▶ **INSTRUCTIONS FOR THE TASK**
Out of the records below, copy all lines in which the word "tracing" occurs.

# # # # # # #

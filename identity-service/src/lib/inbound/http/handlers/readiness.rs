use std::time::Duration;

use axum::extract::State;

use super::ApiError;
use crate::domain::identity::ports::IdentityServicePort;
use crate::inbound::http::router::AppState;

const STORE_PING_TIMEOUT: Duration = Duration::from_secs(2);

pub async fn readiness<IS: IdentityServicePort>(
    State(state): State<AppState<IS>>,
) -> Result<&'static str, ApiError> {
    match tokio::time::timeout(STORE_PING_TIMEOUT, state.identity_service.check_readiness()).await
    {
        Ok(Ok(())) => Ok("OK"),
        Ok(Err(e)) => {
            tracing::error!(error = %e, "Readiness check failed");
            Err(ApiError::ServiceUnavailable(
                "Credential store unavailable".to_string(),
            ))
        }
        Err(_) => {
            tracing::error!("Readiness check timed out");
            Err(ApiError::ServiceUnavailable(
                "Credential store unavailable".to_string(),
            ))
        }
    }
}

# # # # # # #

▶ **REPLY TO THE EXERCISE**
            tracing::error!(error = %e, "Readiness check failed");
            tracing::error!("Readiness check timed out");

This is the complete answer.